#### WHAT THE TASK REQUIRES
Take from the material every line that contains the word "reported".
+===+
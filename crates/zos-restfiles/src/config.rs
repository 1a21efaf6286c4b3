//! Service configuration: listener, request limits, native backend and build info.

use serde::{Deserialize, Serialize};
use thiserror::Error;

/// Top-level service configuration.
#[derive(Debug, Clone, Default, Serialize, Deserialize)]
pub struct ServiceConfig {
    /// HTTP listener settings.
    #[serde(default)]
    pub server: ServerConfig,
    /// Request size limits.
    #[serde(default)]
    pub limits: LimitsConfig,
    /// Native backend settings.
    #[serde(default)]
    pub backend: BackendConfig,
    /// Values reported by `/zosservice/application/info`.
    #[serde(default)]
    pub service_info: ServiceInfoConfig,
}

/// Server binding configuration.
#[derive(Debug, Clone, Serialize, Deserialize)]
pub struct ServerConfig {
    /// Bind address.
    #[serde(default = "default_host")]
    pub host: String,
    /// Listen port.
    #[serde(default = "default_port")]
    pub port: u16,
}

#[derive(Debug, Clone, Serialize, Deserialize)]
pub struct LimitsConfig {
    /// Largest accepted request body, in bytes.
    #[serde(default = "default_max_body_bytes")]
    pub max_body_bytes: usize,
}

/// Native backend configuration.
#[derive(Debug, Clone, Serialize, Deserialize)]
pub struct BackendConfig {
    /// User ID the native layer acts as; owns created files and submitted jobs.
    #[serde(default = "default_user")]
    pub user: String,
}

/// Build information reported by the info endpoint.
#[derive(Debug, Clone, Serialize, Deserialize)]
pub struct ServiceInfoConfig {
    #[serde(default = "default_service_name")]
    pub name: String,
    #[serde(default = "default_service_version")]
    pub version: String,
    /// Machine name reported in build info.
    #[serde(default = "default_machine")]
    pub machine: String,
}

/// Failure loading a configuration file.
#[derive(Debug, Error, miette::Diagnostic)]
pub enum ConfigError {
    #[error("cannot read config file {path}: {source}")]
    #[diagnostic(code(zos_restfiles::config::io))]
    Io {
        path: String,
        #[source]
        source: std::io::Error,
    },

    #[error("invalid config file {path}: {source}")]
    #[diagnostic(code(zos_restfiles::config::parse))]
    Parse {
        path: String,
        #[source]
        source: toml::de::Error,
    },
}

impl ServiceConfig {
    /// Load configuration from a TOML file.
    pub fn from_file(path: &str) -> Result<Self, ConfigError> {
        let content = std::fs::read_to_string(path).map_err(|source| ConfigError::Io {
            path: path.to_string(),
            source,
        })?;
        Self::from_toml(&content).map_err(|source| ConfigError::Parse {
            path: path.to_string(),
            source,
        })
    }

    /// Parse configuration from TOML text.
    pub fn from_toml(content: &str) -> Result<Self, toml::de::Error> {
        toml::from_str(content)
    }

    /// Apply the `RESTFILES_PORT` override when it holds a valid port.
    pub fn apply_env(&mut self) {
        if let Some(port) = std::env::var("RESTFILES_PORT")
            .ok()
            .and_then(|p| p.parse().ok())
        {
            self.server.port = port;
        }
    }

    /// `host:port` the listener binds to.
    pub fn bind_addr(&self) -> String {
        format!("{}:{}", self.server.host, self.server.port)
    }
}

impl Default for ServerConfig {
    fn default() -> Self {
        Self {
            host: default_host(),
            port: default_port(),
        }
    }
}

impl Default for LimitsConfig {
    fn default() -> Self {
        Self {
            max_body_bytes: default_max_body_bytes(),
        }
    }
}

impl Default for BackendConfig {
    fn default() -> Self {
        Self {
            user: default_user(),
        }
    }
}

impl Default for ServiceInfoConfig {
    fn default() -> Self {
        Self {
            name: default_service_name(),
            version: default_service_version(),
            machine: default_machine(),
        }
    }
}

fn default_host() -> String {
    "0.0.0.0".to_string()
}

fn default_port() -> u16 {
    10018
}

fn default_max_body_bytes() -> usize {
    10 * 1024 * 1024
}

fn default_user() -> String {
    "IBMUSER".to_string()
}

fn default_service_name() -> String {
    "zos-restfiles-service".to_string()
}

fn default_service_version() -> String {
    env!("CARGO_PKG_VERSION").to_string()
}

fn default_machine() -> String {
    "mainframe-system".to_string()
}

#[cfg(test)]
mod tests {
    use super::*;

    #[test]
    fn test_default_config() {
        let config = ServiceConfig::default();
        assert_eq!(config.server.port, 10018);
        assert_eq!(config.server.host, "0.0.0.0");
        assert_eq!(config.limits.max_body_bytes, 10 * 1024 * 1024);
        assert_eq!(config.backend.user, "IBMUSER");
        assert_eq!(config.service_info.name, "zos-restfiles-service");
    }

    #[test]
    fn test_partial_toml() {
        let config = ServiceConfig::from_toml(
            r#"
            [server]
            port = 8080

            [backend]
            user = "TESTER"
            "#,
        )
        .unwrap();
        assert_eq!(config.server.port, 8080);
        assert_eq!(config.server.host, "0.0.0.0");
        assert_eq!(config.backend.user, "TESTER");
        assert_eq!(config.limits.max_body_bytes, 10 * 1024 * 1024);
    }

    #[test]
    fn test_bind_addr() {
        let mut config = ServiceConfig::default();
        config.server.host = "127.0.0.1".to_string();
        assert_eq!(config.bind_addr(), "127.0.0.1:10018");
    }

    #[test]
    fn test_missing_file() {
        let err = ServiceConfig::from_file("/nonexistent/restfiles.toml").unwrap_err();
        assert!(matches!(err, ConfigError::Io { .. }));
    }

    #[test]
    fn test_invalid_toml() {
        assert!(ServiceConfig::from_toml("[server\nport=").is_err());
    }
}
+===+
#### RESULT FOR THIS TASK
    /// Values reported by `/zosservice/application/info`.
/// Build information reported by the info endpoint.
    /// Machine name reported in build info.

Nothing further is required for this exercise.